◆ What to do ◆
In the entries below, how many lines hold the string "newest"? Answer with the number only.

(Extracted information begins)

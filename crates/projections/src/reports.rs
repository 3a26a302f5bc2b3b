//! Read-only queries over the catalog. Nothing here writes.

use catalog::{CatalogStore, InventoryLevel, Ledger, PendingRequest, StaffProfile};
use chrono::{NaiveDate, Utc};
use common::DonorId;

use crate::donor_status::DonorStatus;
use crate::error::{ProjectionError, Result};
use crate::views::{DonationStats, DonorSummary, summarize};

pub struct ReportingService<S: CatalogStore> {
    store: S,
}

impl<S: CatalogStore> ReportingService<S> {
    pub fn new(store: S) -> Self {
        Self { store }
    }

    /// Every donor with derived status and totals, newest first.
    #[tracing::instrument(skip(self))]
    pub async fn donor_summaries(&self) -> Result<Vec<DonorSummary>> {
        let donors = self.store.list_donors().await?;
        let donations = self.store.list_donations().await?;
        Ok(summarize(donors, &donations))
    }

    /// Status of a single donor, recomputed from their donations.
    #[tracing::instrument(skip(self))]
    pub async fn donor_status(&self, donor_id: DonorId) -> Result<DonorStatus> {
        let donor = self
            .store
            .get_donor(donor_id)
            .await?
            .ok_or_else(|| ProjectionError::NotFound {
                entity: "Donor",
                id: donor_id.to_string(),
            })?;
        let donations = self.store.donations_for_donor(donor_id).await?;
        Ok(DonorStatus::classify(&donor, &donations))
    }

    #[tracing::instrument(skip(self))]
    pub async fn pending_requests(&self) -> Result<Vec<PendingRequest>> {
        Ok(self.store.list_pending_requests().await?)
    }

    /// Lists one ledger. `selector` is `Blood_Inventory` or `Organ_Inventory`.
    #[tracing::instrument(skip(self))]
    pub async fn inventory(&self, selector: &str) -> Result<Vec<InventoryLevel>> {
        let ledger: Ledger = selector
            .parse()
            .map_err(|_| ProjectionError::InvalidInventoryType(selector.to_string()))?;
        Ok(self.store.inventory(ledger).await?)
    }

    pub async fn donation_stats(&self) -> Result<DonationStats> {
        self.donation_stats_on(Utc::now().date_naive()).await
    }

    #[tracing::instrument(skip(self))]
    pub async fn donation_stats_on(&self, today: NaiveDate) -> Result<DonationStats> {
        let donations = self.store.list_donations().await?;
        Ok(DonationStats::compute(&donations, today))
    }

    /// Staff without credentials, newest first.
    #[tracing::instrument(skip(self))]
    pub async fn staff(&self) -> Result<Vec<StaffProfile>> {
        let staff = self.store.list_staff().await?;
        Ok(staff.iter().map(|s| s.profile()).collect())
    }
}
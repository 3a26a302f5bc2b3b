//! Donor listing with derived status and donation totals.

use std::collections::HashMap;

use catalog::{BloodGroup, Donation, Donor};
use chrono::NaiveDate;
use common::DonorId;
use serde::Serialize;

use crate::donor_status::DonorStatus;

/// One row of the donor listing.
#[derive(Debug, Clone, PartialEq, Eq, Serialize)]
pub struct DonorSummary {
    pub id: DonorId,
    pub full_name: String,
    pub blood_group: BloodGroup,
    pub gender: Option<String>,
    pub contact: Option<String>,
    pub email: Option<String>,
    pub donation_status: DonorStatus,
    pub total_donations: u64,
    pub last_donation: Option<NaiveDate>,
}

/// Builds the donor listing, newest donor first.
pub fn summarize(donors: Vec<Donor>, donations: &[Donation]) -> Vec<DonorSummary> {
    let mut by_donor: HashMap<DonorId, Vec<&Donation>> = HashMap::new();
    for donation in donations {
        by_donor.entry(donation.donor_id).or_default().push(donation);
    }

    let mut summaries: Vec<DonorSummary> = donors
        .into_iter()
        .map(|donor| {
            let history = by_donor.remove(&donor.id).unwrap_or_default();
            DonorSummary {
                donation_status: DonorStatus::classify(&donor, history.iter().copied()),
                total_donations: history.len() as u64,
                last_donation: history.iter().map(|d| d.date).max(),
                id: donor.id,
                full_name: donor.full_name,
                blood_group: donor.blood_group,
                gender: donor.gender,
                contact: donor.contact,
                email: donor.email,
            }
        })
        .collect();

    summaries.sort_by(|a, b| b.id.cmp(&a.id));
    summaries
}
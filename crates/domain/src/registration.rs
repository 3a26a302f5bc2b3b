//! Registration of donors, recipients, hospitals and staff, plus staff login.

use std::sync::Arc;

use catalog::{
    CatalogStore, Donor, Hospital, NewDonor, NewHospital, NewRecipient, NewStaff, Recipient,
    StaffProfile,
};
use garde::Validate;
use serde::Deserialize;

use crate::credentials::{Argon2PasswordService, PasswordService, UNKNOWN_USER_HASH};
use crate::error::DomainError;
use crate::validation::{
    blank_to_none, parse_blood_group, parse_date, parse_organ_type, validate_struct,
};

/// Input for registering a donor.
#[derive(Debug, Clone, Default, Deserialize, Validate)]
pub struct RegisterDonor {
    #[garde(length(min = 1))]
    pub full_name: String,
    #[garde(skip)]
    pub gender: Option<String>,
    #[garde(skip)]
    pub dob: Option<String>,
    #[garde(pattern(r"^[\d\+\-\s]{7,15}$"))]
    pub contact: Option<String>,
    #[garde(email)]
    pub email: Option<String>,
    #[garde(skip)]
    #[serde(alias = "medical")]
    pub medical_history: Option<String>,
    #[garde(skip)]
    #[serde(default, alias = "organ")]
    pub organ_eligible: bool,
    #[garde(length(min = 1))]
    pub blood_group: String,
    #[garde(skip)]
    pub address: Option<String>,
}

impl RegisterDonor {
    fn normalized(self) -> Self {
        Self {
            full_name: self.full_name.trim().to_string(),
            gender: blank_to_none(self.gender),
            dob: blank_to_none(self.dob),
            contact: blank_to_none(self.contact),
            email: blank_to_none(self.email),
            medical_history: blank_to_none(self.medical_history),
            organ_eligible: self.organ_eligible,
            blood_group: self.blood_group.trim().to_string(),
            address: blank_to_none(self.address),
        }
    }
}

/// Input for registering a recipient.
#[derive(Debug, Clone, Default, Deserialize, Validate)]
pub struct RegisterRecipient {
    #[garde(length(min = 1))]
    pub full_name: String,
    #[garde(skip)]
    pub gender: Option<String>,
    #[garde(skip)]
    pub dob: Option<String>,
    #[garde(pattern(r"^[\d\+\-\s]{7,15}$"))]
    pub contact: Option<String>,
    #[garde(email)]
    pub email: Option<String>,
    #[garde(skip)]
    #[serde(alias = "medical")]
    pub medical_condition: Option<String>,
    #[garde(skip)]
    pub required_organ: Option<String>,
    #[garde(skip)]
    #[serde(alias = "required_blood")]
    pub required_blood_group: Option<String>,
    #[garde(skip)]
    pub address: Option<String>,
}

impl RegisterRecipient {
    fn normalized(self) -> Self {
        Self {
            full_name: self.full_name.trim().to_string(),
            gender: blank_to_none(self.gender),
            dob: blank_to_none(self.dob),
            contact: blank_to_none(self.contact),
            email: blank_to_none(self.email),
            medical_condition: blank_to_none(self.medical_condition),
            required_organ: blank_to_none(self.required_organ),
            required_blood_group: blank_to_none(self.required_blood_group),
            address: blank_to_none(self.address),
        }
    }
}

/// Input for registering a hospital.
#[derive(Debug, Clone, Default, Deserialize, Validate)]
pub struct RegisterHospital {
    #[garde(length(min = 1))]
    pub name: String,
    #[garde(skip)]
    pub address: Option<String>,
    #[garde(pattern(r"^[\d\+\-\s]{7,15}$"))]
    pub contact: Option<String>,
}

/// Input for registering a staff member. The password arrives in clear text
/// and is hashed before it reaches the store.
#[derive(Clone, Default, Deserialize, Validate)]
pub struct RegisterStaff {
    #[garde(length(min = 1))]
    pub full_name: String,
    #[garde(length(min = 1))]
    pub role: String,
    #[garde(pattern(r"^[\d\+\-\s]{7,15}$"))]
    pub contact: Option<String>,
    #[garde(email)]
    pub email: Option<String>,
    #[garde(pattern(r"^[A-Za-z0-9_]{3,}$"))]
    pub username: String,
    #[garde(length(min = 1))]
    pub password: String,
}

impl std::fmt::Debug for RegisterStaff {
    fn fmt(&self, f: &mut std::fmt::Formatter<'_>) -> std::fmt::Result {
        f.debug_struct("RegisterStaff")
            .field("full_name", &self.full_name)
            .field("role", &self.role)
            .field("username", &self.username)
            .finish_non_exhaustive()
    }
}

/// Service for creating the rows the rest of the system refers to.
pub struct RegistrationService<S: CatalogStore> {
    store: S,
    passwords: Arc<dyn PasswordService>,
}

impl<S: CatalogStore> RegistrationService<S> {
    /// Creates a registration service hashing passwords with Argon2.
    pub fn new(store: S) -> Self {
        Self::with_password_service(store, Arc::new(Argon2PasswordService::new()))
    }

    pub fn with_password_service(store: S, passwords: Arc<dyn PasswordService>) -> Self {
        Self { store, passwords }
    }

    #[tracing::instrument(skip(self, cmd), fields(name = %cmd.full_name))]
    pub async fn register_donor(&self, cmd: RegisterDonor) -> Result<Donor, DomainError> {
        let cmd = cmd.normalized();
        validate_struct(&cmd)?;

        let dob = cmd.dob.as_deref().map(|d| parse_date("DOB", d)).transpose()?;
        let blood_group = parse_blood_group(&cmd.blood_group)?;

        let donor = self
            .store
            .insert_donor(NewDonor {
                full_name: cmd.full_name,
                gender: cmd.gender,
                dob,
                contact: cmd.contact,
                email: cmd.email,
                medical_history: cmd.medical_history,
                organ_eligible: cmd.organ_eligible,
                blood_group,
                address: cmd.address,
            })
            .await?;

        tracing::info!(donor_id = %donor.id, %blood_group, "donor registered");
        Ok(donor)
    }

    #[tracing::instrument(skip(self, cmd), fields(name = %cmd.full_name))]
    pub async fn register_recipient(
        &self,
        cmd: RegisterRecipient,
    ) -> Result<Recipient, DomainError> {
        let cmd = cmd.normalized();
        validate_struct(&cmd)?;

        let dob = cmd.dob.as_deref().map(|d| parse_date("DOB", d)).transpose()?;
        let required_organ = cmd
            .required_organ
            .as_deref()
            .map(parse_organ_type)
            .transpose()?;
        let required_blood_group = cmd
            .required_blood_group
            .as_deref()
            .map(parse_blood_group)
            .transpose()?;

        let recipient = self
            .store
            .insert_recipient(NewRecipient {
                full_name: cmd.full_name,
                gender: cmd.gender,
                dob,
                contact: cmd.contact,
                email: cmd.email,
                medical_condition: cmd.medical_condition,
                required_organ,
                required_blood_group,
                address: cmd.address,
            })
            .await?;

        tracing::info!(recipient_id = %recipient.id, "recipient registered");
        Ok(recipient)
    }

    #[tracing::instrument(skip(self, cmd), fields(name = %cmd.name))]
    pub async fn register_hospital(&self, cmd: RegisterHospital) -> Result<Hospital, DomainError> {
        let cmd = RegisterHospital {
            name: cmd.name.trim().to_string(),
            address: blank_to_none(cmd.address),
            contact: blank_to_none(cmd.contact),
        };
        validate_struct(&cmd)?;

        let hospital = self
            .store
            .insert_hospital(NewHospital {
                name: cmd.name,
                address: cmd.address,
                contact: cmd.contact,
            })
            .await?;

        tracing::info!(hospital_id = %hospital.id, "hospital registered");
        Ok(hospital)
    }

    /// Registers a staff member. A taken username or email yields
    /// [`DomainError::Conflict`].
    #[tracing::instrument(skip(self, cmd), fields(username = %cmd.username))]
    pub async fn register_staff(&self, cmd: RegisterStaff) -> Result<StaffProfile, DomainError> {
        let cmd = RegisterStaff {
            full_name: cmd.full_name.trim().to_string(),
            role: cmd.role.trim().to_string(),
            contact: blank_to_none(cmd.contact),
            email: blank_to_none(cmd.email),
            username: cmd.username.trim().to_string(),
            password: cmd.password,
        };
        validate_struct(&cmd)?;

        let password_hash = self.passwords.hash_password(&cmd.password)?;
        let staff = self
            .store
            .insert_staff(NewStaff {
                full_name: cmd.full_name,
                role: cmd.role,
                contact: cmd.contact,
                email: cmd.email,
                username: cmd.username,
                password_hash,
            })
            .await?;

        tracing::info!(staff_id = %staff.id, "staff registered");
        Ok(staff.profile())
    }

    /// Checks a username and password. Unknown users and wrong passwords fail
    /// identically.
    #[tracing::instrument(skip(self, password))]
    pub async fn login(&self, username: &str, password: &str) -> Result<StaffProfile, DomainError> {
        let username = username.trim();
        if username.is_empty() || password.is_empty() {
            return Err(DomainError::Validation(
                "Missing username or password".to_string(),
            ));
        }

        let Some(staff) = self.store.get_staff_by_username(username).await? else {
            // Pay the same hashing cost as a wrong password.
            let _ = self.passwords.verify_password(password, UNKNOWN_USER_HASH);
            return Err(DomainError::InvalidCredentials);
        };

        if !self
            .passwords
            .verify_password(password, &staff.password_hash)?
        {
            return Err(DomainError::InvalidCredentials);
        }

        Ok(staff.profile())
    }
}
//! Liveness endpoint.

use axum::Json;
use serde::Serialize;

#[derive(Serialize)]
pub struct HealthResponse {
    pub status: &'static str,
    pub service: &'static str,
    pub version: &'static str,
}

/// GET /health
pub async fn check() -> Json<HealthResponse> {
    Json(HealthResponse {
        status: "ok",
        service: env!("CARGO_PKG_NAME"),
        version: env!("CARGO_PKG_VERSION"),
    })
}
#[tokio::test]
async fn test_donor_validation_errors() {
    let app = setup();

    let (status, body) = post(
        &app,
        "/api/donors",
        json!({"full_name": "", "blood_group": "A+"}),
    )
    .await;
    assert_eq!(status, StatusCode::BAD_REQUEST);
    assert!(body["error"].is_string());

    let (status, _) = post(
        &app,
        "/api/donors",
        json!({"full_name": "Ada", "blood_group": "Z+"}),
    )
    .await;
    assert_eq!(status, StatusCode::BAD_REQUEST);
}

#[tokio::test]
async fn test_malformed_json_is_bad_request() {
    let app = setup();
    let request = Request::builder()
        .method("POST")
        .uri("/api/donors")
        .header("content-type", "application/json")
        .body(Body::from("{not json"))
        .unwrap();

    let response = app.oneshot(request).await.unwrap();
    assert_eq!(response.status(), StatusCode::BAD_REQUEST);
}

#[tokio::test]
async fn test_donation_credits_inventory() {
    let app = setup();
    let donor = create_donor(&app, "Ada", "B+", false).await;

    let body = donate_blood(&app, donor, 3).await;
    assert_eq!(body["stock"], 3);
    assert_eq!(body["category"]["key"], "B+");

    let (status, inventory) = get(&app, "/api/inventory").await;
    assert_eq!(status, StatusCode::OK);
    assert_eq!(blood_stock(&inventory, "B+"), Some(3));

    let (_, donors) = get(&app, "/api/donors").await;
    assert_eq!(donors["data"][0]["total_donations"], 1);
    assert_eq!(donors["data"][0]["last_donation"], "2024-03-01");
}

#[tokio::test]
async fn test_organ_donation_and_inventory() {
    let app = setup();
    let donor = create_donor(&app, "Linus", "AB+", true).await;

    let (status, body) = post(
        &app,
        "/api/donations",
        json!({"donor_id": donor.to_string(), "date": "2024-03-02", "type": "Organ", "organ_type": "Kidney"}),
    )
    .await;
    assert_eq!(status, StatusCode::CREATED, "{body}");

    let (status, inventory) = get(&app, "/api/inventory?type=Organ_Inventory").await;
    assert_eq!(status, StatusCode::OK);
    let rows = inventory["data"].as_array().unwrap();
    assert_eq!(rows.len(), 1);
    assert_eq!(rows[0]["category"]["key"], "Kidney");
    assert_eq!(rows[0]["quantity"], 1);
}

(Extracted information ends)

◆ Reply to the task ◆
3